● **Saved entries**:
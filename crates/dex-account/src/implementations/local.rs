//! Local private-key account implementation.
//!
//! Parses a hex private key into an alloy `PrivateKeySigner` and signs
//! EIP-1559 or legacy transactions synchronously in memory.

use crate::{AccountError, AccountInterface};
use alloy::consensus::{SignableTransaction, TxEip1559, TxEnvelope, TxLegacy};
use alloy::eips::eip2718::Encodable2718;
use alloy::network::TxSignerSync;
use alloy::primitives::TxKind;
use alloy::signers::local::PrivateKeySigner;
use async_trait::async_trait;
use dex_types::{Address, FeeQuote, SecretString, SignedTransaction, Transaction};

/// Account backed by a private key held in memory.
pub struct LocalWallet {
	signer: PrivateKeySigner,
}

impl LocalWallet {
	/// Parses a hex private key, with or without `0x` prefix.
	pub fn from_key(key: &SecretString) -> Result<Self, AccountError> {
		let signer = key.with_exposed(|k| {
			k.parse::<PrivateKeySigner>()
				.map_err(|e| AccountError::InvalidKey(e.to_string()))
		})?;
		Ok(Self { signer })
	}

	fn sign_envelope(&self, tx: &Transaction) -> Result<TxEnvelope, AccountError> {
		let gas_limit = tx
			.gas_limit
			.ok_or_else(|| AccountError::SigningFailed("gas limit not set".to_string()))?;

		match tx.fee {
			FeeQuote::Eip1559 {
				max_priority_fee_per_gas,
				max_fee_per_gas,
			} => {
				let mut inner = TxEip1559 {
					chain_id: tx.chain_id,
					nonce: tx.nonce,
					gas_limit,
					max_fee_per_gas,
					max_priority_fee_per_gas,
					to: TxKind::Call(tx.to),
					value: tx.value,
					access_list: Default::default(),
					input: tx.data.clone(),
				};
				let signature = self
					.signer
					.sign_transaction_sync(&mut inner)
					.map_err(|e| AccountError::SigningFailed(e.to_string()))?;
				Ok(TxEnvelope::from(inner.into_signed(signature)))
			}
			FeeQuote::Legacy { gas_price } => {
				let mut inner = TxLegacy {
					chain_id: Some(tx.chain_id),
					nonce: tx.nonce,
					gas_price,
					gas_limit,
					to: TxKind::Call(tx.to),
					value: tx.value,
					input: tx.data.clone(),
				};
				let signature = self
					.signer
					.sign_transaction_sync(&mut inner)
					.map_err(|e| AccountError::SigningFailed(e.to_string()))?;
				Ok(TxEnvelope::from(inner.into_signed(signature)))
			}
		}
	}
}

#[async_trait]
impl AccountInterface for LocalWallet {
	fn address(&self) -> Address {
		self.signer.address()
	}

	async fn sign_transaction(&self, tx: &Transaction) -> Result<SignedTransaction, AccountError> {
		let envelope = self.sign_envelope(tx)?;
		let hash = *envelope.tx_hash();
		tracing::debug!(nonce = tx.nonce, tx_hash = %hash, "Signed transaction");
		Ok(SignedTransaction::new(envelope.encoded_2718().into(), hash))
	}
}

/// Factory function to create a local account from a private key.
pub fn create_account(key: &SecretString) -> Result<Box<dyn AccountInterface>, AccountError> {
	Ok(Box::new(LocalWallet::from_key(key)?))
}
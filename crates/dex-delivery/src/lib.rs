//! Transaction delivery module for the DEX executor.
//!
//! This module owns every interaction with the RPC endpoint. It exposes the
//! chain-client capability as the [`ChainClient`] trait, estimates fees,
//! and drives the build → sign → submit → confirm lifecycle of a transaction
//! through [`TransactionBuilder`].

use async_trait::async_trait;
use dex_types::{
	Address, Bytes, FeeHistorySample, Transaction, TransactionReceipt, TxHash, U256,
};
use thiserror::Error;

pub mod builder;
pub mod fees;

/// Re-export implementations
pub mod implementations {
	pub mod evm {
		pub mod alloy;
	}
	#[cfg(any(test, feature = "testing"))]
	pub mod mock;
}

pub use builder::{BuilderConfig, ContractCall, TransactionBuilder, GAS_MARGIN_PERCENT};
pub use fees::{FeeConfig, FeeEstimator};

/// Errors that can occur during chain interaction.
#[derive(Debug, Error)]
pub enum DeliveryError {
	/// Connection or endpoint failure. Transient; not retried at this layer.
	#[error("RPC error: {0}")]
	Rpc(String),
	/// The node refused to estimate gas because the call would revert.
	#[error("Gas estimation failed: {0}")]
	GasEstimation(String),
	/// A read-only call reverted.
	#[error("Call reverted: {0}")]
	CallReverted(String),
	/// Submitted but not confirmed before the deadline; the outcome is unknown.
	#[error("Transaction {hash} not confirmed after {seconds} seconds")]
	Timeout { hash: TxHash, seconds: u64 },
	/// The account could not sign the transaction.
	#[error("Signing failed: {0}")]
	Signing(#[from] dex_account::AccountError),
	/// Invalid endpoint, proxy or other local input.
	#[error("Invalid input: {0}")]
	InvalidInput(String),
}

impl DeliveryError {
	/// Revert reason reported by the node when the failure was a revert.
	pub fn revert_reason(&self) -> Option<&str> {
		match self {
			DeliveryError::GasEstimation(reason) | DeliveryError::CallReverted(reason) => Some(reason),
			_ => None,
		}
	}
}

/// Chain-client capability shared by every workflow.
///
/// One implementation talks JSON-RPC over HTTP; tests inject a scripted one.
/// Every method is a suspension point and none of them caches results.
#[async_trait]
pub trait ChainClient: Send + Sync {
	/// Current chain id.
	async fn chain_id(&self) -> Result<u64, DeliveryError>;

	/// Next nonce for `address`.
	async fn transaction_count(&self, address: Address) -> Result<u64, DeliveryError>;

	/// Native balance of `address`, in wei.
	async fn balance(&self, address: Address) -> Result<U256, DeliveryError>;

	/// Priority-fee rewards for the last `block_count` blocks at `reward_percentile`.
	async fn fee_history(
		&self,
		block_count: u64,
		reward_percentile: f64,
	) -> Result<FeeHistorySample, DeliveryError>;

	/// Legacy gas price suggestion, in wei.
	async fn gas_price(&self) -> Result<u128, DeliveryError>;

	/// Gas the node expects `tx` to use.
	///
	/// Fails with [`DeliveryError::GasEstimation`] when the call would revert.
	async fn estimate_gas(&self, tx: &Transaction) -> Result<u64, DeliveryError>;

	/// Executes a read-only call against the latest block.
	async fn call(&self, to: Address, data: Bytes) -> Result<Bytes, DeliveryError>;

	/// Broadcasts a signed payload and returns its hash.
	async fn send_raw_transaction(&self, raw: &Bytes) -> Result<TxHash, DeliveryError>;

	/// Receipt for `hash`, or `None` while the transaction is not yet mined.
	async fn transaction_receipt(
		&self,
		hash: TxHash,
	) -> Result<Option<TransactionReceipt>, DeliveryError>;
}

#[cfg(test)]
mod tests {
	use super::*;

	#[test]
	fn test_revert_reason() {
		let estimation = DeliveryError::GasEstimation("execution reverted: EXPIRED".to_string());
		assert_eq!(estimation.revert_reason(), Some("execution reverted: EXPIRED"));

		let call = DeliveryError::CallReverted("Pair: Does not exist".to_string());
		assert_eq!(call.revert_reason(), Some("Pair: Does not exist"));

		let timeout = DeliveryError::Timeout {
			hash: TxHash::ZERO,
			seconds: 300,
		};
		assert_eq!(timeout.revert_reason(), None);
		assert_eq!(DeliveryError::Rpc("refused".to_string()).revert_reason(), None);
	}
}
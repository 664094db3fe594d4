//! Solidity bindings for the contracts the executor interacts with.
//!
//! All calls are encoded and decoded through `alloy::sol_types::SolCall`;
//! nothing here knows about providers or transports.

use alloy::primitives::{address, Address};
use alloy::sol;

/// Canonical Multicall3 deployment address, identical on most EVM chains.
pub const MULTICALL3_ADDRESS: Address = address!("cA11bde05977b3631167028862bE2a173976CA11");

sol! {
	/// Minimal ERC20 surface.
	#[derive(Debug)]
	interface IERC20 {
		function name() external view returns (string);
		function decimals() external view returns (uint8);
		function balanceOf(address owner) external view returns (uint256);
		function allowance(address owner, address spender) external view returns (uint256);
		function approve(address spender, uint256 amount) external returns (bool);
	}
}

sol! {
	/// Multicall3 `aggregate3` entry point.
	#[derive(Debug)]
	interface IMulticall3 {
		struct Call3 {
			address target;
			bool allowFailure;
			bytes callData;
		}

		struct Call3Result {
			bool success;
			bytes returnData;
		}

		function aggregate3(Call3[] calldata calls) external payable returns (Call3Result[] memory returnData);
	}
}

sol! {
	/// Solidly-style AMM router with stable/volatile routes.
	#[derive(Debug)]
	interface IRouter {
		struct Route {
			address from;
			address to;
			bool stable;
			address factory;
		}

		function defaultFactory() external view returns (address);
		function sortTokens(address tokenA, address tokenB) external pure returns (address token0, address token1);
		function getReserves(address tokenA, address tokenB, bool stable, address _factory) external view returns (uint256 reserveA, uint256 reserveB);
		function getAmountsOut(uint256 amountIn, Route[] memory routes) external view returns (uint256[] memory amounts);

		function swapExactETHForTokens(uint256 amountOutMin, Route[] calldata routes, address to, uint256 deadline, address referrer) external payable returns (uint256[] memory amounts);
		function swapExactTokensForTokens(uint256 amountIn, uint256 amountOutMin, Route[] calldata routes, address to, uint256 deadline, address referrer) external returns (uint256[] memory amounts);
		function swapExactTokensForETH(uint256 amountIn, uint256 amountOutMin, Route[] calldata routes, address to, uint256 deadline, address referrer) external returns (uint256[] memory amounts);

		function addLiquidity(address tokenA, address tokenB, bool stable, uint256 amountADesired, uint256 amountBDesired, uint256 amountAMin, uint256 amountBMin, address to, uint256 deadline) external returns (uint256 amountA, uint256 amountB, uint256 liquidity);
		function addLiquidityETH(address token, bool stable, uint256 amountTokenDesired, uint256 amountTokenMin, uint256 amountETHMin, address to, uint256 deadline) external payable returns (uint256 amountToken, uint256 amountETH, uint256 liquidity);
	}
}

#[cfg(test)]
mod tests {
	use super::*;
	use alloy::sol_types::SolCall;

	#[test]
	fn test_erc20_selectors() {
		assert_eq!(IERC20::balanceOfCall::SELECTOR, [0x70, 0xa0, 0x82, 0x31]);
		assert_eq!(IERC20::allowanceCall::SELECTOR, [0xdd, 0x62, 0xed, 0x3e]);
		assert_eq!(IERC20::approveCall::SELECTOR, [0x09, 0x5e, 0xa7, 0xb3]);
	}

	#[test]
	fn test_aggregate3_selector() {
		assert_eq!(IMulticall3::aggregate3Call::SELECTOR, [0x82, 0xad, 0x56, 0xcb]);
	}
}
//! Typed contract calls on top of the raw chain client.
//!
//! Reads are ABI-encoded with `SolCall`, dispatched through `eth_call` and
//! decoded into the call's return type. Writes are only encoded here; they are
//! handed to the transaction builder as a [`ContractCall`].

use alloy::sol_types::SolCall;
use dex_delivery::{ChainClient, ContractCall, DeliveryError};
use dex_types::{Address, DecodeError, U256};
use thiserror::Error;

/// Errors from a single typed contract read.
#[derive(Debug, Error)]
pub enum ContractError {
	#[error("Contract call failed: {0}")]
	Delivery(#[from] DeliveryError),
	#[error(transparent)]
	Decode(#[from] DecodeError),
}

/// Calls `target` with `call` and decodes the result.
pub async fn read<C: SolCall>(
	client: &dyn ChainClient,
	target: Address,
	call: &C,
) -> Result<C::Return, ContractError> {
	let data = client.call(target, call.abi_encode().into()).await?;
	C::abi_decode_returns(&data).map_err(|e| {
		ContractError::Decode(DecodeError::Abi {
			function: C::SIGNATURE,
			reason: e.to_string(),
		})
	})
}

/// Encodes `call` as a state-changing transaction to `target`.
pub fn write<C: SolCall>(target: Address, call: &C) -> ContractCall {
	ContractCall::new(target, call.abi_encode())
}

/// Encodes a payable call carrying `value` in native currency.
pub fn write_payable<C: SolCall>(target: Address, call: &C, value: U256) -> ContractCall {
	write(target, call).with_value(value)
}

#[cfg(test)]
mod tests {
	use super::*;
	use dex_delivery::implementations::mock::MockChainClient;
	use dex_types::abi::{IERC20, IRouter};

	#[tokio::test]
	async fn test_read_decodes_return_value() {
		let token = Address::repeat_byte(0x11);
		let owner = Address::repeat_byte(0x22);
		let mock = MockChainClient::new(1);
		mock.on_call::<IERC20::balanceOfCall, _>(token, U256::from(1_500u64));

		let balance = read(&mock, token, &IERC20::balanceOfCall { owner })
			.await
			.unwrap();
		assert_eq!(balance, U256::from(1_500u64));
		assert_eq!(mock.method_log(), vec!["eth_call"]);
	}

	#[tokio::test]
	async fn test_read_multiple_return_values() {
		let router = Address::repeat_byte(0x33);
		let low = Address::repeat_byte(0x01);
		let high = Address::repeat_byte(0x02);
		let mock = MockChainClient::new(1);
		mock.on_call::<IRouter::sortTokensCall, _>(router, (low, high));

		let sorted = read(
			&mock,
			router,
			&IRouter::sortTokensCall {
				tokenA: high,
				tokenB: low,
			},
		)
		.await
		.unwrap();
		assert_eq!(sorted.token0, low);
		assert_eq!(sorted.token1, high);
	}

	#[tokio::test]
	async fn test_revert_reason_exposed() {
		let router = Address::repeat_byte(0x33);
		let mock = MockChainClient::new(1);
		mock.revert_call::<IRouter::getReservesCall>(router, "Pair: Does not exist");

		let err = read(
			&mock,
			router,
			&IRouter::getReservesCall {
				tokenA: Address::repeat_byte(0x01),
				tokenB: Address::repeat_byte(0x02),
				stable: false,
				_factory: Address::ZERO,
			},
		)
		.await
		.unwrap_err();
		assert!(matches!(
			err,
			ContractError::Delivery(ref e) if e.revert_reason() == Some("Pair: Does not exist")
		));
	}

	#[tokio::test]
	async fn test_malformed_return_data() {
		let token = Address::repeat_byte(0x11);
		let mock = MockChainClient::new(1);
		mock.on_call_raw(token, IERC20::decimalsCall::SELECTOR, vec![0x01]);

		let err = read(&mock, token, &IERC20::decimalsCall {}).await.unwrap_err();
		assert!(matches!(err, ContractError::Decode(DecodeError::Abi { .. })));
	}

	#[test]
	fn test_write_encodes_calldata() {
		let token = Address::repeat_byte(0x11);
		let call = write(
			token,
			&IERC20::approveCall {
				spender: Address::repeat_byte(0x44),
				amount: U256::from(10u64),
			},
		);
		assert_eq!(call.to, token);
		assert_eq!(&call.data[..4], &IERC20::approveCall::SELECTOR);
		assert!(call.value.is_zero());

		let payable = write_payable(token, &IERC20::decimalsCall {}, U256::from(7u64));
		assert_eq!(payable.value, U256::from(7u64));
	}
}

● **AIM OF THE TASK**: Looking back over the data above, restate word for word the lines that begin at the line with "function balanceOf(address owner)" and end at the line with "function getReserves(address tokenA, address", inclusive.

● **ANSWER SECTION**:
		function balanceOf(address owner) external view returns (uint256);
		function allowance(address owner, address spender) external view returns (uint256);
		function approve(address spender, uint256 amount) external returns (bool);
	}
}

sol! {
	/// Multicall3 `aggregate3` entry point.
	#[derive(Debug)]
	interface IMulticall3 {
		struct Call3 {
			address target;
			bool allowFailure;
			bytes callData;
		}

		struct Call3Result {
			bool success;
			bytes returnData;
		}

		function aggregate3(Call3[] calldata calls) external payable returns (Call3Result[] memory returnData);
	}
}

sol! {
	/// Solidly-style AMM router with stable/volatile routes.
	#[derive(Debug)]
	interface IRouter {
		struct Route {
			address from;
			address to;
			bool stable;
			address factory;
		}

		function defaultFactory() external view returns (address);
		function sortTokens(address tokenA, address tokenB) external pure returns (address token0, address token1);
		function getReserves(address tokenA, address tokenB, bool stable, address _factory) external view returns (uint256 reserveA, uint256 reserveB);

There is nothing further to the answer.